Astronomers Track 2026 JH2 Flyby at 50,000 Miles — Asteroid 2026 Jh2 Earth Flyby

Astronomers Track 2026 JH2 Flyby at 50,000 Miles — Asteroid 2026 Jh2 Earth Flyby

A newly discovered asteroid, 2026 JH2, is set for an asteroid 2026 jh2 earth flyby on Monday evening, when it will pass within around 50,000 miles of Earth. Astronomers say there is zero risk of impact.

The object was first spotted last week by the Mount Lemmon Survey in Arizona. The asteroid has been classified as a near-Earth asteroid and is thought to be between 16 and 35 metres wide.

Mount Lemmon Survey in Arizona

The Mount Lemmon Survey, an astronomical project based at the Mount Lemmon Observatory in Arizona, identified 2026 JH2 last week. That first detection set up the close approach now drawing attention this week.

At its nearest point, the asteroid should pass at about a quarter of the distance between Earth and the Moon. It is too faint to be seen with the human eye, but it should be visible through a telescope from some parts of the world as it makes its closest approach.

Monday evening Approach

Experts put the asteroid’s width at between 16 and 35 metres, with the upper estimate around 35 metres wide. That size and the close pass make it a tracked object, even as astronomers say the trajectory carries zero risk of impact.

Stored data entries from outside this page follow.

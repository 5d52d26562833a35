// Copyright 2026 Google LLC
//
// Licensed under the Apache License, Version 2.0 (the "License");
// you may not use this file except in compliance with the License.
// You may obtain a copy of the License at
//
//     https://www.apache.org/licenses/LICENSE-2.0
//
// Unless required by applicable law or agreed to in writing, software
// distributed under the License is distributed on an "AS IS" BASIS,
// WITHOUT WARRANTIES OR CONDITIONS OF ANY KIND, either express or implied.
// See the License for the specific language governing permissions and
// limitations under the License.

//! Verify each RPC uses the HTTP verb, path, query parameters and body from
//! its HTTP binding.

use gapic_firestore_v1::{client, model};
use httptest::matchers::{AllOf, KV, Matcher, all_of, contains, eq, json_decoded, request, url_decoded};
use httptest::{Expectation, Server, responders::json_encoded};
use serde_json::{Value, json};
use test_case::test_case;

type Result<T> = anyhow::Result<T>;
type Query = &'static [(&'static str, &'static str)];
type HttpRequest = http::Request<bytes::Bytes>;

const DATABASE: &str = "projects/p/databases/d";
const DOCUMENTS: &str = "projects/p/databases/d/documents";
const SF: &str = "projects/p/databases/d/documents/cities/SF";

/// Matches the verb and path, each `query` pair, and the JSON body.
///
/// A `null` body matches requests without a payload.
fn binding(verb: &'static str, path: &'static str, query: Query, body: Value) -> AllOf<HttpRequest> {
    let query: Vec<Box<dyn Matcher<[KV<str, str>]>>> = query
        .iter()
        .map(|pair| Box::new(contains(*pair)) as Box<dyn Matcher<[KV<str, str>]>>)
        .collect();
    let body: Box<dyn Matcher<HttpRequest>> = match body {
        Value::Null => Box::new(request::body("")),
        body => Box::new(request::body(json_decoded(eq(body)))),
    };
    all_of(vec![
        Box::new(request::method_path(verb, path)) as Box<dyn Matcher<HttpRequest>>,
        Box::new(request::query(url_decoded(all_of(query)))),
        body,
    ])
}

fn mask() -> model::DocumentMask {
    model::DocumentMask::new().set_field_paths(["name"])
}

fn from_cities() -> model::StructuredQuery {
    model::StructuredQuery::new().set_from([model::CollectionSelector::new().set_collection_id("cities")])
}

#[test_case("GetDocument", "GET", "/v1/projects/p/databases/d/documents/cities/SF", &[("mask.fieldPaths", "name"), ("transaction", "dHgx")], json!(null); "get_document")]
#[test_case("ListDocuments", "GET", "/v1/projects/p/databases/d/documents/cities", &[("pageSize", "5"), ("pageToken", "t1"), ("orderBy", "name"), ("showMissing", "true")], json!(null); "list_documents")]
#[test_case("CreateDocument", "POST", "/v1/projects/p/databases/d/documents/cities", &[("documentId", "SF"), ("mask.fieldPaths", "name")], json!({"fields": {"name": {"stringValue": "San Francisco"}}}); "create_document")]
#[test_case("UpdateDocument", "PATCH", "/v1/projects/p/databases/d/documents/cities/SF", &[("updateMask.fieldPaths", "name"), ("currentDocument.exists", "true")], json!({"name": SF, "fields": {"name": {"stringValue": "San Francisco"}}}); "update_document")]
#[test_case("DeleteDocument", "DELETE", "/v1/projects/p/databases/d/documents/cities/SF", &[("currentDocument.exists", "true")], json!(null); "delete_document")]
#[test_case("BatchGetDocuments", "POST", "/v1/projects/p/databases/d/documents:batchGet", &[], json!({"database": DATABASE, "documents": [SF]}); "batch_get_documents")]
#[test_case("BeginTransaction", "POST", "/v1/projects/p/databases/d/documents:beginTransaction", &[], json!({"database": DATABASE, "options": {"readOnly": {}}}); "begin_transaction")]
#[test_case("Commit", "POST", "/v1/projects/p/databases/d/documents:commit", &[], json!({"database": DATABASE, "writes": [{"delete": SF}], "transaction": "dHgx"}); "commit")]
#[test_case("Rollback", "POST", "/v1/projects/p/databases/d/documents:rollback", &[], json!({"database": DATABASE, "transaction": "dHgx"}); "rollback")]
#[test_case("RunQuery", "POST", "/v1/projects/p/databases/d/documents:runQuery", &[], json!({"parent": DOCUMENTS, "structuredQuery": {"from": [{"collectionId": "cities"}]}}); "run_query")]
#[test_case("PartitionQuery", "POST", "/v1/projects/p/databases/d/documents:partitionQuery", &[], json!({"parent": DOCUMENTS, "structuredQuery": {"from": [{"collectionId": "cities"}]}, "partitionCount": "8", "pageSize": 4}); "partition_query")]
#[test_case("ListCollectionIds", "POST", "/v1/projects/p/databases/d/documents/cities/SF:listCollectionIds", &[], json!({"parent": SF, "pageSize": 3, "pageToken": "t1"}); "list_collection_ids")]
#[test_case("BatchWrite", "POST", "/v1/projects/p/databases/d/documents:batchWrite", &[], json!({"database": DATABASE, "writes": [{"delete": SF}], "labels": {"team": "maps"}}); "batch_write")]
#[tokio::test]
async fn firestore(rpc: &str, verb: &'static str, path: &'static str, query: Query, body: Value) -> Result<()> {
    // Server-streaming RPCs return a JSON array of messages.
    let response = match rpc {
        "BatchGetDocuments" | "RunQuery" => json!([]),
        _ => json!({}),
    };
    let server = Server::run();
    server.expect(Expectation::matching(binding(verb, path, query, body)).respond_with(json_encoded(response)));
    let client = client::Firestore::builder()
        .with_endpoint(format!("http://{}", server.addr()))
        .with_credentials(auth::credentials::anonymous::Builder::new().build())
        .build()
        .await?;
    let transaction = bytes::Bytes::from_static(b"tx1");
    let name = model::Value::new().set_string_value("San Francisco");
    match rpc {
        "GetDocument" => {
            client.get_document().set_name(SF).set_mask(mask()).set_transaction(transaction).send().await?;
        }
        "ListDocuments" => {
            client
                .list_documents()
                .set_parent(DOCUMENTS)
                .set_collection_id("cities")
                .set_page_size(5)
                .set_page_token("t1")
                .set_order_by("name")
                .set_show_missing(true)
                .send()
                .await?;
        }
        "CreateDocument" => {
            client
                .create_document()
                .set_parent(DOCUMENTS)
                .set_collection_id("cities")
                .set_document_id("SF")
                .set_document(model::Document::new().set_fields([("name", name)]))
                .set_mask(mask())
                .send()
                .await?;
        }
        "UpdateDocument" => {
            client
                .update_document()
                .set_document(model::Document::new().set_name(SF).set_fields([("name", name)]))
                .set_update_mask(mask())
                .set_current_document(model::Precondition::new().set_exists(true))
                .send()
                .await?;
        }
        "DeleteDocument" => {
            client
                .delete_document()
                .set_name(SF)
                .set_current_document(model::Precondition::new().set_exists(true))
                .send()
                .await?;
        }
        "BatchGetDocuments" => {
            client.batch_get_documents().set_database(DATABASE).set_documents([SF]).send().await?;
        }
        "BeginTransaction" => {
            client
                .begin_transaction()
                .set_database(DATABASE)
                .set_options(model::TransactionOptions::new().set_read_only(model::ReadOnly::new()))
                .send()
                .await?;
        }
        "Commit" => {
            client
                .commit()
                .set_database(DATABASE)
                .set_writes([model::Write::new().set_delete(SF)])
                .set_transaction(transaction)
                .send()
                .await?;
        }
        "Rollback" => {
            client.rollback().set_database(DATABASE).set_transaction(transaction).send().await?;
        }
        "RunQuery" => {
            client.run_query().set_parent(DOCUMENTS).set_structured_query(from_cities()).send().await?;
        }
        "PartitionQuery" => {
            client
                .partition_query()
                .set_parent(DOCUMENTS)
                .set_structured_query(from_cities())
                .set_partition_count(8)
                .set_page_size(4)
                .send()
                .await?;
        }
        "ListCollectionIds" => {
            client.list_collection_ids().set_parent(SF).set_page_size(3).set_page_token("t1").send().await?;
        }
        "BatchWrite" => {
            client
                .batch_write()
                .set_database(DATABASE)
                .set_writes([model::Write::new().set_delete(SF)])
                .set_labels([("team", "maps")])
                .send()
                .await?;
        }
        other => panic!("unexpected RPC {other}"),
    }
    Ok(())
}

For readers hoping to see it, the practical option is a telescope, not unaided viewing. The viewing window comes as the asteroid reaches its closest approach on Monday evening, when it will remain well inside the orbit of the Moon.

Earth and the Moon

The comparison with the Earth-Moon distance gives the scale: around 50,000 miles is roughly a quarter of that gap. For observers, that means a close pass on the map of the solar system, but not a threat on the ground.